Les grèves spontanées se multiplient sur le rail en Belgique : les conducteurs mobilisés contre leur « réforme ferroviaire » !
Article AC pour http://www.solidarite-internationale-pcf.fr/
La presse belge crise à la prise d'otages, la direction de la SNCB (SNCF belge) voit un complot communiste, la droite extrême flamande appelle à supprimer le droit du grève. La faute à la lutte des conducteurs de train wallons qui refusent la casse du service public du rail.
Alors que les directions syndicales demandent patiemment aux travailleurs belges d'attendre la grève nationale du 15 décembre pour exprimer leur colère face à la politique d'austérité, les bases syndicales l'entendent autrement.
Les cheminots, plus précisément les conducteurs de train, ont pris l'offensive à la base. Ils s'étaient déjà mobilisés massivement le 30 juin dernier, alors que 80 % du trafic avait été paralysé, et qu'aucun train ne circulait en Wallonie et à Bruxelles.

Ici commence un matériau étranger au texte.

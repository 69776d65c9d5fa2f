use async_trait::async_trait;

use crate::LevyError;
use crate::calendar::WeeklyWindow;
use crate::types::{KingdomTotal, LandId};

/// Contract implemented by upstream contribution sources.
///
/// The aggregator issues one call per (weekly window, land) pair and treats
/// each call independently: a failing pair never aborts the batch. The
/// upstream API only understands Sunday-aligned 7-day windows, which is why
/// the unit of fetch is a window rather than an arbitrary date range.
#[async_trait]
pub trait ContributionProvider: Send + Sync {
    /// A stable identifier used in logs and error tagging
    /// (e.g. "levy-lok").
    fn name(&self) -> &'static str;

    /// Fetch per-kingdom contribution totals for one land over one weekly
    /// window.
    ///
    /// Returning an empty vector is the normal "no data for this pair"
    /// outcome and is not an error.
    ///
    /// # Errors
    /// Implementations return `LevyError::Provider`, `LevyError::Status`, or
    /// `LevyError::Decode` for transport failures, non-success responses,
    /// and unparseable bodies respectively. Callers absorb these per pair.
    async fn land_contributions(
        &self,
        land: &LandId,
        window: WeeklyWindow,
    ) -> Result<Vec<KingdomTotal>, LevyError>;
}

La Louvière, Charleroi, Liège : les conducteurs wallons en grève
Depuis vendredi dernier, il ne se passe pas un jour sans que ce que les médias appellent des « grèves sauvages » frappent le réseau de chemin de fer belge.
La direction de la SNCB devient folle. Par la bouche de son administrateur-délégué, Jo Cornu, elle dénonce des « actions inutiles », « inacceptables pour les usagers de la SNCB ».
Elle pointe du doigt les syndicats qu'il soupçonne d'organiser ces actions, elle accuse même les marxistes du Parti du travail de Belgique (PTB) d'être les instigateurs des mobilisations.
Peine perdue. Ces provocations n'ont fait que renforcer le mouvement parti vendredi des dépôts de La Louvière, où 132 trains ont été supprimés dans la journée, en particulier ceux en direction de Charleroi et Mons, tandis que des conducteurs ont occupé les voies.
Le mouvement s'est étendu lundi à Charleroi où 90 trains ont été supprimés dans la journée – touchant essentiellement la liaison avec Bruxelles –, et 60 % des conducteurs ont débrayé selon la direction. Les cheminots ont tout fait pour prévenir à l'avance les usagers des retards, annulations.
Enfin ce mardi, c'est au tour de Ligèe d'être touchée par la contagion des grèves. D'après les échos de la presse, la majorité des conducteurs était en grève, les liaisons avec Bruxelles et Maastricht (un symbole!) étaient particulièrement perturbés.
Seuls 8 des 21 conducteurs avaient pris leur service aux dépôts de Liège, Liers et Welkenraedt à 14 h. Moins de 50 % des trains vers Bruxelles circulaient à la même heure.
La mobilisation des cheminots a débordé les directions syndicales qui, selon l'administrateur-délégué de la SNCB ont affirmé leur adhésion au « dialogue social » et refusé toute action de grève d'ici le 15 décembre. Elle prend la forme d'actions spontanées, organisées au niveau local.
Les cheminots contre la « réforme ferroviaire » belge
Elle se construit autour du « Plan transport 2014 » et des prévisions budgétaires à l'horizon 2019.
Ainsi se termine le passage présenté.